I have a reader question for you today from Mr. BFS and me. When I hit a blogging income of $30,000 a year or more and start blogging full time, is our pension, a stagnant 401(k), 2 Roth IRA’s, and stocks going to be enough for early retirement?
As of right now, we have Mr. BFS’s pension, my 401(K), a Roth IRA, and Scottrade investments. We’re also ready to fully fund another 2010 Roth IRA, which we will do within the next 2 weeks. And we’re finally learning how to start investing in real estate which has taken a few years.
As of our last net worth update, this is where those accounts stand:
- Pension – On target for a 70% pension at age 52. That would be $33,250 a year if it happened right now.
- 401(k) – $24,500. I contribute 6% which is matched 100% up to 6%, so it has been getting $4260 a year.

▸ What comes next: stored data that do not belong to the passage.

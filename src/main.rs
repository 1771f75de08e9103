//! Polyform-MCTS command line.
//!
//! ## Usage
//!
//! - `polyform-mcts genmove duo "e10,f10,e9"` - Generate a move after a move list
//! - `polyform-mcts selfplay trigon_3` - Play a game against itself
//! - `polyform-mcts analyze classic_2 <moves>` - Print the value of each move

use std::time::Duration;

use anyhow::{Context, Result, bail};
use clap::{Args, Parser, Subcommand};
use tracing::info;

use polyform_mcts::analyze::AnalyzeGame;
use polyform_mcts::board::{Board, ColorMove};
use polyform_mcts::mcts::{CancelToken, SearchParams};
use polyform_mcts::player::Player;
use polyform_mcts::variant::Variant;

/// Polyform-MCTS: an MCTS engine for Blokus-style games
#[derive(Parser)]
#[command(name = "polyform-mcts")]
#[command(author, version, about, long_about = None)]
struct Cli {
    #[command(subcommand)]
    command: Commands,
}

#[derive(Subcommand)]
enum Commands {
    /// Generate a move for the color to play after the given moves
    Genmove {
        variant: Variant,
        /// Moves separated by ';', played by the colors in turn order
        #[arg(default_value = "")]
        moves: String,
        #[command(flatten)]
        engine: EngineArgs,
    },
    /// Let the engine play a whole game against itself
    Selfplay {
        variant: Variant,
        #[command(flatten)]
        engine: EngineArgs,
    },
    /// Print the search value of the position before each move
    Analyze {
        variant: Variant,
        /// Moves separated by ';', played by the colors in turn order
        moves: String,
        #[command(flatten)]
        engine: EngineArgs,
    },
}

#[derive(Args)]
struct EngineArgs {
    /// Playing level (1-9)
    #[arg(short, long, default_value_t = 4)]
    level: u32,
    /// Fixed number of simulations per move
    #[arg(short, long, conflicts_with = "time")]
    simulations: Option<u64>,
    /// Fixed time per move in seconds
    #[arg(short, long)]
    time: Option<f64>,
    /// Number of search threads
    #[arg(long, default_value_t = 1)]
    threads: usize,
    /// Seed for reproducible searches
    #[arg(long)]
    seed: Option<u64>,
    /// Memory for the search tree in MiB
    #[arg(long, default_value_t = 256)]
    memory: usize,
}

impl EngineArgs {
    fn player(&self) -> Result<Player> {
        let mut player = Player::new(SearchParams {
            threads: self.threads.max(1),
            seed: self.seed,
            memory: self.memory << 20,
            ..SearchParams::default()
        });
        player.set_level(self.level);
        player.set_fixed_simulations(self.simulations);
        if let Some(t) = self.time {
            let t = Duration::try_from_secs_f64(t).context("invalid time")?;
            player.set_fixed_time(Some(t));
        }
        Ok(player)
    }
}

fn main() -> Result<()> {
    tracing_subscriber::fmt()
        .with_env_filter(
            tracing_subscriber::EnvFilter::try_from_default_env()
                .unwrap_or_else(|_| tracing_subscriber::EnvFilter::new("polyform_mcts=info")),
        )
        .with_writer(std::io::stderr)
        .init();

    let cli = Cli::parse();
    match cli.command {
        Commands::Genmove {
            variant,
            moves,
            engine,
        } => {
            let bd = Board::from_moves(variant, &parse_moves(variant, &moves)?);
            let mut player = engine.player()?;
            let mv = player.genmove(&bd, bd.to_play());
            println!("{}", bd.move_to_string(mv));
        }
        Commands::Selfplay { variant, engine } => run_selfplay(variant, &engine)?,
        Commands::Analyze {
            variant,
            moves,
            engine,
        } => {
            let moves = parse_moves(variant, &moves)?;
            let mut player = engine.player()?;
            let budget = player.budget(variant);
            let mut analyze = AnalyzeGame::new(variant);
            analyze.run(
                variant,
                &moves,
                player.search_mut(),
                budget,
                &CancelToken::new(),
                |i, n| info!("analyzed {i}/{n}"),
            );
            for (i, (color, mv, _)) in analyze.entries().into_iter().enumerate() {
                println!("{:3} {color} {mv} {:.3}", i + 1, analyze.value(i));
            }
        }
    }
    Ok(())
}

/// Parse a ';' separated move list. Colors follow the turn order.
fn parse_moves(variant: Variant, s: &str) -> Result<Vec<ColorMove>> {
    let mut bd = Board::new(variant);
    let mut moves = Vec::new();
    for token in s.split(';').map(str::trim).filter(|t| !t.is_empty()) {
        let mv = bd
            .move_from_string(token)
            .with_context(|| format!("move {}", moves.len() + 1))?;
        let c = bd.to_play();
        if !bd.is_legal(c, mv) {
            bail!("illegal move {token} for color {c}");
        }
        moves.push(ColorMove::new(c, mv));
        bd.play(c, mv);
    }
    Ok(moves)
}

fn run_selfplay(variant: Variant, engine: &EngineArgs) -> Result<()> {
    let mut player = engine.player()?;
    let mut bd = Board::new(variant);
    while !bd.is_game_over() {
        let c = bd.to_play();
        let mv = player.genmove(&bd, c);
        if !mv.is_pass() {
            println!("{c} {}", bd.move_to_string(mv));
        }
        bd.play(c, mv);
    }
    println!("{bd}");
    for c in variant.colors() {
        println!("color {c}: {} points, score {}", bd.points(c), bd.score(c));
    }
    Ok(())
}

- Roth IRA – $23,500. We’ve been contributing $5000 a year since 2008 and started with $2400 in 2007.
- Scottrade – $19,500. We’ve contributed $18,000 to our stock portfolio since 2008 (we learned about investing the hard way early on, so our average rate of return is much higher now than it looks, lol). They have one of the best stock trading apps which makes it super easy.
- We’re purposely not counting contributions to our Acorns Invest spare change app. We’re hoping this one just magically adds up over time since it mainly rounds up for micro investing for you.
We will be losing the ability to contribute to my 401(k) if/when I quit my day job, but we will definitely fully fund a 2nd Roth IRA. Will we still be on track for early retirement at age 52?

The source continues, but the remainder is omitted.